29 ago 2013

Tiempos a destiempo.

Recordar la infancia me resulta una acción agridulce. Los niños tienen una percepción del tiempo efímera y frágil, una manera de medir los momentos que los adultos parecen perder casi por descuido; es por eso que no pueden hacer otra cosa más que envidiarla. ¡Cómo quisiera uno volver a los primeros años de vida, donde los días son eternos, las semanas interminables, un mes es casi un siglo y un año no termina nunca! Donde el espacio es algo estático que día a día se mantiene intacto y así será para siempre, donde es el tiempo el que avanza. A veces rememoro momentos del pasado y me parece que mi infancia duró el doble; ver que todas esas cosas que tan nítidas y separadas las unas de las otras permanecen en mi mente corresponden en realidad a un periodo de tiempo muy breve me descoloca constantemente.
Es que el tiempo, a diferencia del espacio, no existe de manera material, no existe más que en mediciones y en los propios efectos que genera en el mundo y en quienes lo habitan. Uno puede contar su paso en segundo, minutos y horas... pero, ¿cuánto duran éstos? Hay minutos de media hora, horas que son un segundo, instantes que se infinitizan y eternidades que no duran nada.

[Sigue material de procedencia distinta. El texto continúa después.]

//! The normalized cache: an arena of records keyed by identifier.
//!
//! Records never point at each other directly, links are identifiers looked up in the arena.
//! Root fields are stored on a generated root record, see [`RecordId::root`].

mod record;
mod writer;

use fxhash::FxHashMap;

pub use self::{
    record::{FieldValue, Record, RecordId, RecordState},
    writer::RecordWriter,
};
use crate::{Range, error::StoreError};

#[derive(Debug, Default)]
pub struct RecordStore {
    /// `None` for records known not to exist.
    records: FxHashMap<RecordId, Option<Record>>,
}

impl RecordStore {
    pub fn new() -> Self {
        Self::default()
    }

    pub fn writer(&mut self) -> RecordWriter<'_> {
        RecordWriter::new(self)
    }

    pub fn record_state(&self, id: &RecordId) -> RecordState {
        match self.records.get(id) {
            None => RecordState::Unknown,
            Some(None) => RecordState::Nonexistent,
            Some(Some(_)) => RecordState::Present,
        }
    }

    pub fn record(&self, id: &RecordId) -> Option<&Record> {
        self.records.get(id)?.as_ref()
    }

    pub fn typename(&self, id: &RecordId) -> Option<&str> {
        self.record(id)?.typename()
    }

    pub fn has_field(&self, id: &RecordId, storage_key: &str) -> bool {
        self.field_value(id, storage_key).is_some()
    }

    pub fn field_value(&self, id: &RecordId, storage_key: &str) -> Option<&FieldValue> {
        self.record(id)?.field(storage_key)
    }

    /// The record linked at `storage_key`, `None` if the field is absent or null.
    pub fn linked_record_id(&self, id: &RecordId, storage_key: &str) -> Result<Option<RecordId>, StoreError> {
        match self.field_value(id, storage_key) {
            None | Some(FieldValue::Null) => Ok(None),
            Some(FieldValue::Link(linked)) => Ok(Some(linked.clone())),
            Some(_) => Err(not_found(id, storage_key, "a linked record")),
        }
    }

    pub fn linked_record_ids(&self, id: &RecordId, storage_key: &str) -> Result<Option<Vec<RecordId>>, StoreError> {
        match self.field_value(id, storage_key) {
            None | Some(FieldValue::Null) => Ok(None),
            Some(FieldValue::Links(linked)) => Ok(Some(linked.clone())),
            Some(_) => Err(not_found(id, storage_key, "a list of linked records")),
        }
    }

    /// The generated record of the connection stored at `storage_key`.
    pub fn connection_record_id(&self, id: &RecordId, storage_key: &str) -> Result<Option<RecordId>, StoreError> {
        match self.field_value(id, storage_key) {
            None | Some(FieldValue::Null) => Ok(None),
            Some(FieldValue::Connection(connection)) => Ok(Some(connection.clone())),
            Some(_) => Err(not_found(id, storage_key, "a connection")),
        }
    }

    pub fn range(&self, id: &RecordId, storage_key: &str) -> Result<Option<&Range>, StoreError> {
        let Some(connection) = self.connection_record_id(id, storage_key)? else {
            return Ok(None);
        };

        Ok(self.record(&connection).and_then(Record::range))
    }

    /// The record a root field resolved to, if the root field was fetched and wasn't null.
    pub fn root_record_id(&self, storage_key: &str) -> Result<Option<RecordId>, StoreError> {
        self.linked_record_id(&RecordId::root(), storage_key)
    }

    pub(crate) fn put_record(&mut self, id: &RecordId) -> &mut Record {
        self.records.entry(id.clone()).or_default().get_or_insert_with(Record::default)
    }

    pub(crate) fn delete_record(&mut self, id: &RecordId) {
        self.records.insert(id.clone(), None);
    }
}

fn not_found(id: &RecordId, storage_key: &str, expected: &'static str) -> StoreError {
    StoreError::NotFound {
        record_id: id.clone(),
        storage_key: storage_key.to_string(),
        expected,
    }
}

Hay tiempos sólidos, que no transcurren o que lo hacen lentamente; hay tiempos elásticos que se estiran hasta el doble de su capacidad e incluso hay tiempos muertos y vacíos que nadie sabe cómo han dejado de ser. Hay ocasiones en que el tiempo que se vuelve espacio y como espacio se vuelve insoportable por su inmovilidad. Está el tiempo que se detiene y que al hacerlo pone en movilidad al espacio, un espacio que toma la posta y se despliega raudo o pausado. Un tiempo liquido que discurre y un tiempo liquidado que se desvanece. El tiempo que chorrea intempestivo y el tiempo que resbala eternamente. Tiempos, espacios, mediciones.
Es interesante intentar cambiar de percepción, adaptar el tiempo a nuestro ritmo y que no sea al revés. Ponerle pausa al mundo acelerado en el que vivimos y hacer que, por una vez, el reloj nos favorezca; volver a la infancia, donde un año eran trescientos sesenta y cinco mil millones de recuerdos y no solo un puñado de "dejar para mañana lo que no llego a hacer hoy".
La inmortalidad existe: sólo se trata de saber cómo mirar el mundo, cómo mover el espacio y cómo detener el tiempo.